● **Data extracts**:
>>>>

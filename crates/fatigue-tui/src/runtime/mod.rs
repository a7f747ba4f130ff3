//! TUI runtime - owns terminal, runs event loop, executes effects.
//!
//! All side effects happen here. The reducer stays pure and returns
//! `UiEffect`s; this module turns them into spawned handler tasks.
//!
//! ## Inbox Pattern
//!
//! - Handlers send `UiEvent`s to `inbox_tx`
//! - Runtime drains `inbox_rx` each loop
//! - The agent status loop feeds the same inbox
//!
//! Structure:
//! - `mod.rs`: Core runtime (TuiRuntime, event loop, effect dispatch)
//! - `inbox.rs`: Inbox channel types
//! - `handlers/`: Effect handler implementations (HTTP calls, polling, status)

mod handlers;
mod inbox;

use std::future::Future;
use std::io::Stdout;
use std::time::{Duration, Instant};

use anyhow::{Context, Result};
use crossterm::event;
use fatigue_core::api::{ApiClient, PollOptions};
use fatigue_core::config::Config;
use inbox::{UiEventReceiver, UiEventSender};
use ratatui::Terminal;
use ratatui::backend::CrosstermBackend;
use tokio::sync::mpsc;
use tokio_util::sync::CancellationToken;
use tracing::{debug, info};

use crate::common::{TaskCompleted, TaskId, TaskKind, TaskStarted};
use crate::effects::UiEffect;
use crate::events::UiEvent;
use crate::state::AppState;
use crate::{render, terminal, update};

/// Tick cadence right after keyboard input (~60fps).
pub const FRAME_DURATION: Duration = Duration::from_millis(16);

/// Tick cadence while a request is in flight; drives the spinner.
pub const BUSY_POLL_DURATION: Duration = Duration::from_millis(80);

/// Tick cadence when nothing is happening.
pub const IDLE_POLL_DURATION: Duration = Duration::from_millis(100);

/// Full-screen TUI runtime.
///
/// Terminal state is restored on drop and on panic.
pub struct TuiRuntime {
    terminal: Terminal<CrosstermBackend<Stdout>>,
    pub state: AppState,
    client: ApiClient,
    poll_options: PollOptions,
    status_interval: Duration,
    /// Inbox sender - handlers send events here.
    inbox_tx: UiEventSender,
    /// Inbox receiver - runtime drains this each loop.
    inbox_rx: UiEventReceiver,
    /// Last time a Tick event was emitted.
    last_tick: Instant,
    /// Last time a terminal event was received (for fast tick during interaction).
    last_terminal_event: Instant,
    /// Stops the agent status loop.
    shutdown: CancellationToken,
}

impl TuiRuntime {
    /// Creates a runtime talking to `client`.
    ///
    /// # Errors
    /// Returns an error if the terminal cannot be set up.
    pub fn new(config: &Config, client: ApiClient) -> Result<Self> {
        // Set up panic hook BEFORE entering alternate screen
        terminal::install_panic_hook();
        let terminal = terminal::setup_terminal().context("Failed to setup terminal")?;

        let state = AppState::new(client.base_url(), config.feedback_notice_duration());
        let (inbox_tx, inbox_rx) = mpsc::unbounded_channel();

        let now = Instant::now();
        Ok(Self {
            terminal,
            state,
            client,
            poll_options: PollOptions::from(&config.polling),
            status_interval: config.status_refresh_interval(),
            inbox_tx,
            inbox_rx,
            last_tick: now,
            last_terminal_event: now,
            shutdown: CancellationToken::new(),
        })
    }

    /// Runs the main event loop until the user quits.
    ///
    /// # Errors
    /// Returns an error if terminal I/O fails.
    pub fn run(&mut self) -> Result<()> {
        info!(api = %self.client.base_url(), "tui started");
        self.spawn_status_refresh();

        let result = self.event_loop();

        self.shutdown.cancel();
        info!("tui stopped");
        result
    }

    fn event_loop(&mut self) -> Result<()> {
        let mut dirty = true;

        while !self.state.should_quit {
            let events = self.collect_events()?;

            for event in events {
                if matches!(&event, UiEvent::Terminal(_)) {
                    self.last_terminal_event = Instant::now();
                }

                // Only Tick triggers render; other events batch until the next one.
                let marks_dirty = matches!(&event, UiEvent::Tick);

                let before = self.state.session.name();
                let effects = update::update(&mut self.state, event);
                let after = self.state.session.name();
                if before != after {
                    debug!(from = before, to = after, "session view changed");
                }
                if marks_dirty {
                    dirty = true;
                }
                self.execute_effects(effects);
            }

            if dirty {
                self.terminal.draw(|frame| {
                    render::render(&self.state, frame);
                })?;
                dirty = false;
            }
        }

        Ok(())
    }

    // ========================================================================
    // Event Collection
    // ========================================================================

    /// Collects inbox events, terminal input, and the next Tick when due.
    fn collect_events(&mut self) -> Result<Vec<UiEvent>> {
        let mut events = Vec::new();

        let tick_interval = if self.last_terminal_event.elapsed() < IDLE_POLL_DURATION {
            FRAME_DURATION
        } else if self.state.tasks.is_any_running() {
            BUSY_POLL_DURATION
        } else {
            IDLE_POLL_DURATION
        };

        while let Ok(ev) = self.inbox_rx.try_recv() {
            events.push(ev);
        }

        let time_until_tick = tick_interval.saturating_sub(self.last_tick.elapsed());
        let poll_duration = if events.is_empty() {
            time_until_tick
        } else {
            Duration::ZERO
        };

        if event::poll(poll_duration)? {
            events.push(UiEvent::Terminal(event::read()?));
            while event::poll(Duration::ZERO)? {
                events.push(UiEvent::Terminal(event::read()?));
            }
        }

        if self.last_tick.elapsed() >= tick_interval {
            events.push(UiEvent::Tick);
            self.last_tick = Instant::now();
        }

        Ok(events)
    }

    // ========================================================================
    // Effect Dispatch
    // ========================================================================

    fn execute_effects(&mut self, effects: Vec<UiEffect>) {
        for effect in effects {
            self.execute_effect(effect);
        }
    }

    fn execute_effect(&mut self, effect: UiEffect) {
        match effect {
            UiEffect::Quit => {
                self.state.should_quit = true;
            }
            UiEffect::SubmitSession { task, request } => {
                let client = self.client.clone();
                self.spawn_task(TaskKind::Submit, task, move |cancel| {
                    handlers::submit_session(client, request, cancel)
                });
            }
            UiEffect::StartPoll { task, session_id } => {
                let client = self.client.clone();
                let options = self.poll_options;
                self.spawn_task(TaskKind::Poll, task, move |cancel| {
                    handlers::poll_session(client, session_id, options, cancel)
                });
            }
            UiEffect::SubmitFeedback { task, request } => {
                let client = self.client.clone();
                self.spawn_task(TaskKind::Feedback, task, move |cancel| {
                    handlers::submit_feedback(client, request, cancel)
                });
            }
            UiEffect::CancelTask { kind, token } => {
                if let Some(token) = token {
                    debug!(?kind, "cancelling task");
                    token.cancel();
                }
            }
        }
    }

    /// Spawns an async task with a uniform TaskStarted/TaskCompleted lifecycle.
    fn spawn_task<F, Fut>(&self, kind: TaskKind, id: TaskId, f: F)
    where
        F: FnOnce(CancellationToken) -> Fut + Send + 'static,
        Fut: Future<Output = UiEvent> + Send + 'static,
    {
        let tx = self.inbox_tx.clone();
        let cancel = CancellationToken::new();
        let started = TaskStarted {
            id,
            cancel: Some(cancel.clone()),
        };
        let _ = tx.send(UiEvent::TaskStarted { kind, started });
        tokio::spawn(async move {
            let inner = f(cancel).await;
            let completed = TaskCompleted {
                id,
                result: Box::new(inner),
            };
            let _ = tx.send(UiEvent::TaskCompleted { kind, completed });
        });
    }

    fn spawn_status_refresh(&self) {
        tokio::spawn(handlers::status_refresh_loop(
            self.client.clone(),
            self.status_interval,
            self.inbox_tx.clone(),
            self.shutdown.clone(),
        ));
    }
}

impl Drop for TuiRuntime {
    fn drop(&mut self) {
        self.shutdown.cancel();
        let _ = terminal::restore_terminal();
    }
}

<<<<

● **Assignment**: Write the material out once more so that every line matches the original.

● **Solution**:
filename crates/fatigue-tui/src/runtime/mod.rs
repository a7f747ba4f130ff3
//! TUI runtime - owns terminal, runs event loop, executes effects.
//!
//! All side effects happen here. The reducer stays pure and returns
//! `UiEffect`s; this module turns them into spawned handler tasks.
//!
//! ## Inbox Pattern
//!
//! - Handlers send `UiEvent`s to `inbox_tx`
//! - Runtime drains `inbox_rx` each loop
//! - The agent status loop feeds the same inbox
//!
//! Structure:
//! - `mod.rs`: Core runtime (TuiRuntime, event loop, effect dispatch)
//! - `inbox.rs`: Inbox channel types
//! - `handlers/`: Effect handler implementations (HTTP calls, polling, status)

mod handlers;
mod inbox;

use std::future::Future;
use std::io::Stdout;
use std::time::{Duration, Instant};

use anyhow::{Context, Result};
use crossterm::event;
use fatigue_core::api::{ApiClient, PollOptions};
use fatigue_core::config::Config;
use inbox::{UiEventReceiver, UiEventSender};
use ratatui::Terminal;
use ratatui::backend::CrosstermBackend;
use tokio::sync::mpsc;
use tokio_util::sync::CancellationToken;
use tracing::{debug, info};

use crate::common::{TaskCompleted, TaskId, TaskKind, TaskStarted};
use crate::effects::UiEffect;
use crate::events::UiEvent;
use crate::state::AppState;
use crate::{render, terminal, update};

/// Tick cadence right after keyboard input (~60fps).
pub const FRAME_DURATION: Duration = Duration::from_millis(16);

/// Tick cadence while a request is in flight; drives the spinner.
pub const BUSY_POLL_DURATION: Duration = Duration::from_millis(80);

/// Tick cadence when nothing is happening.
pub const IDLE_POLL_DURATION: Duration = Duration::from_millis(100);

/// Full-screen TUI runtime.
///
/// Terminal state is restored on drop and on panic.
pub struct TuiRuntime {
    terminal: Terminal<CrosstermBackend<Stdout>>,
    pub state: AppState,
    client: ApiClient,
    poll_options: PollOptions,
    status_interval: Duration,
    /// Inbox sender - handlers send events here.
    inbox_tx: UiEventSender,
    /// Inbox receiver - runtime drains this each loop.
    inbox_rx: UiEventReceiver,
    /// Last time a Tick event was emitted.
    last_tick: Instant,
    /// Last time a terminal event was received (for fast tick during interaction).
    last_terminal_event: Instant,
    /// Stops the agent status loop.
    shutdown: CancellationToken,
}

impl TuiRuntime {
    /// Creates a runtime talking to `client`.
    ///
    /// # Errors
    /// Returns an error if the terminal cannot be set up.
    pub fn new(config: &Config, client: ApiClient) -> Result<Self> {
        // Set up panic hook BEFORE entering alternate screen
        terminal::install_panic_hook();
        let terminal = terminal::setup_terminal().context("Failed to setup terminal")?;

        let state = AppState::new(client.base_url(), config.feedback_notice_duration());
        let (inbox_tx, inbox_rx) = mpsc::unbounded_channel();

        let now = Instant::now();
        Ok(Self {
            terminal,
            state,
            client,
            poll_options: PollOptions::from(&config.polling),
            status_interval: config.status_refresh_interval(),
            inbox_tx,
            inbox_rx,
            last_tick: now,
            last_terminal_event: now,
            shutdown: CancellationToken::new(),
        })
    }

    /// Runs the main event loop until the user quits.
    ///
    /// # Errors
    /// Returns an error if terminal I/O fails.
    pub fn run(&mut self) -> Result<()> {
        info!(api = %self.client.base_url(), "tui started");
        self.spawn_status_refresh();

        let result = self.event_loop();

        self.shutdown.cancel();
        info!("tui stopped");
        result
    }

    fn event_loop(&mut self) -> Result<()> {
        let mut dirty = true;

        while !self.state.should_quit {
            let events = self.collect_events()?;

            for event in events {
                if matches!(&event, UiEvent::Terminal(_)) {
                    self.last_terminal_event = Instant::now();
                }

                // Only Tick triggers render; other events batch until the next one.
                let marks_dirty = matches!(&event, UiEvent::Tick);

                let before = self.state.session.name();
                let effects = update::update(&mut self.state, event);
                let after = self.state.session.name();
                if before != after {
                    debug!(from = before, to = after, "session view changed");
                }
                if marks_dirty {
                    dirty = true;
                }
                self.execute_effects(effects);
            }

            if dirty {
                self.terminal.draw(|frame| {
                    render::render(&self.state, frame);
                })?;
                dirty = false;
            }
        }

        Ok(())
    }

    // ========================================================================
    // Event Collection
    // ========================================================================

    /// Collects inbox events, terminal input, and the next Tick when due.
    fn collect_events(&mut self) -> Result<Vec<UiEvent>> {
        let mut events = Vec::new();

        let tick_interval = if self.last_terminal_event.elapsed() < IDLE_POLL_DURATION {
            FRAME_DURATION
        } else if self.state.tasks.is_any_running() {
            BUSY_POLL_DURATION
        } else {
            IDLE_POLL_DURATION
        };

        while let Ok(ev) = self.inbox_rx.try_recv() {
            events.push(ev);
        }

        let time_until_tick = tick_interval.saturating_sub(self.last_tick.elapsed());
        let poll_duration = if events.is_empty() {
            time_until_tick
        } else {
            Duration::ZERO
        };

        if event::poll(poll_duration)? {
            events.push(UiEvent::Terminal(event::read()?));
            while event::poll(Duration::ZERO)? {
                events.push(UiEvent::Terminal(event::read()?));
            }
        }

        if self.last_tick.elapsed() >= tick_interval {
            events.push(UiEvent::Tick);
            self.last_tick = Instant::now();
        }

        Ok(events)
    }

    // ========================================================================
    // Effect Dispatch
    // ========================================================================

    fn execute_effects(&mut self, effects: Vec<UiEffect>) {
        for effect in effects {
            self.execute_effect(effect);
        }
    }

    fn execute_effect(&mut self, effect: UiEffect) {
        match effect {
            UiEffect::Quit => {
                self.state.should_quit = true;
            }
            UiEffect::SubmitSession { task, request } => {
                let client = self.client.clone();
                self.spawn_task(TaskKind::Submit, task, move |cancel| {
                    handlers::submit_session(client, request, cancel)
                });
            }
            UiEffect::StartPoll { task, session_id } => {
                let client = self.client.clone();
                let options = self.poll_options;
                self.spawn_task(TaskKind::Poll, task, move |cancel| {
                    handlers::poll_session(client, session_id, options, cancel)
                });
            }
            UiEffect::SubmitFeedback { task, request } => {
                let client = self.client.clone();
                self.spawn_task(TaskKind::Feedback, task, move |cancel| {
                    handlers::submit_feedback(client, request, cancel)
                });
            }
            UiEffect::CancelTask { kind, token } => {
                if let Some(token) = token {
                    debug!(?kind, "cancelling task");
                    token.cancel();
                }
            }
        }
    }

    /// Spawns an async task with a uniform TaskStarted/TaskCompleted lifecycle.
    fn spawn_task<F, Fut>(&self, kind: TaskKind, id: TaskId, f: F)
    where
        F: FnOnce(CancellationToken) -> Fut + Send + 'static,
        Fut: Future<Output = UiEvent> + Send + 'static,
    {
        let tx = self.inbox_tx.clone();
        let cancel = CancellationToken::new();
        let started = TaskStarted {
            id,
            cancel: Some(cancel.clone()),
        };
        let _ = tx.send(UiEvent::TaskStarted { kind, started });
        tokio::spawn(async move {
            let inner = f(cancel).await;
            let completed = TaskCompleted {
                id,
                result: Box::new(inner),
            };
            let _ = tx.send(UiEvent::TaskCompleted { kind, completed });
        });
    }

    fn spawn_status_refresh(&self) {
        tokio::spawn(handlers::status_refresh_loop(
            self.client.clone(),
            self.status_interval,
            self.inbox_tx.clone(),
            self.shutdown.clone(),
        ));
    }
}

impl Drop for TuiRuntime {
    fn drop(&mut self) {
        self.shutdown.cancel();
        let _ = terminal::restore_terminal();
    }
}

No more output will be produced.